The plot was shrewdly defeated by Cicero, who was given by the Senate unlimited powers, after a state of siege had been proclaimed. Catiline escaped from the city, taking refuge with his army, which had been collected near Florence; but several of the other conspirators were taken prisoners in Rome, and the question of their fate was brought up before the Senate. Cæsar had by report been implicated in the conspiracy, but Cicero refused to follow up these suspicions. Accordingly, in the senatorial debate, Cæsar appeared rather in the light of a cross bench statesman than as a firm supporter of the revolutionary leader.
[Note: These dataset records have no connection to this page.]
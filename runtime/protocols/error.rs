/* This Source Code Form is subject to the terms of the Mozilla Public
 * License, v. 2.0. If a copy of the MPL was not distributed with this
 * file, You can obtain one at https://mozilla.org/MPL/2.0/. */

use std::path::PathBuf;

use register_protocol::ResponseKind;

/// A request that failed at the network layer.
///
/// The requesting page observes these the same way it observes a DNS or
/// connection failure; they never escape as process-level faults.
#[derive(Debug, Clone, PartialEq, Eq, thiserror::Error)]
pub enum NetworkError {
    #[error("no handler for scheme '{0}'")]
    NoHandler(String),
    #[error("invalid url: {0}")]
    InvalidUrl(String),
    #[error("{kind} handler answered with unsupported response type {found}")]
    UnsupportedResponseType {
        kind: ResponseKind,
        found: &'static str,
    },
    #[error("file not found: {}", .0.display())]
    FileNotFound(PathBuf),
    #[error("upstream fetch failed: {0}")]
    UpstreamFetchFailure(String),
    #[error("handler failed the request with code {0}")]
    HandlerFailed(i32),
    #[error("handler dropped its responder without answering")]
    HandlerDropped,
    #[error("redirect limit of {0} exceeded")]
    TooManyRedirects(usize),
    #[error("stream aborted: {0}")]
    StreamAborted(String),
    #[error("i/o error: {0}")]
    Io(String),
}

impl NetworkError {
    /// Short stable label used for diagnostics.
    pub fn label(&self) -> &'static str {
        match self {
            Self::NoHandler(_) => "no_handler",
            Self::InvalidUrl(_) => "invalid_url",
            Self::UnsupportedResponseType { .. } => "unsupported_response_type",
            Self::FileNotFound(_) => "file_not_found",
            Self::UpstreamFetchFailure(_) => "upstream_fetch_failure",
            Self::HandlerFailed(_) => "handler_failed",
            Self::HandlerDropped => "handler_dropped",
            Self::TooManyRedirects(_) => "too_many_redirects",
            Self::StreamAborted(_) => "stream_aborted",
            Self::Io(_) => "io",
        }
    }
}

impl From<std::io::Error> for NetworkError {
    fn from(error: std::io::Error) -> Self {
        Self::Io(error.to_string())
    }
}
It must be remembered that the Senate had no right to condemn a man to death or to banishment. A general in the field could inflict the death sentence without appeal, but no magistrate within the precincts of the city could do so; there was an appeal from his decision to the people legally assembled. Cicero wished to get from the Senate an authoritative opinion, as to whether under their previous decree of martial law he could exercise in the city the summary rights allowed to a general in the field. Cæsar spoke after the consular members of the Senate, all of whom had declared for the administration of the extreme penalty. He opposed it in a careful and statesmanlike speech, using his opportunity for putting himself on record as the upholder of the democratic view of the constitution.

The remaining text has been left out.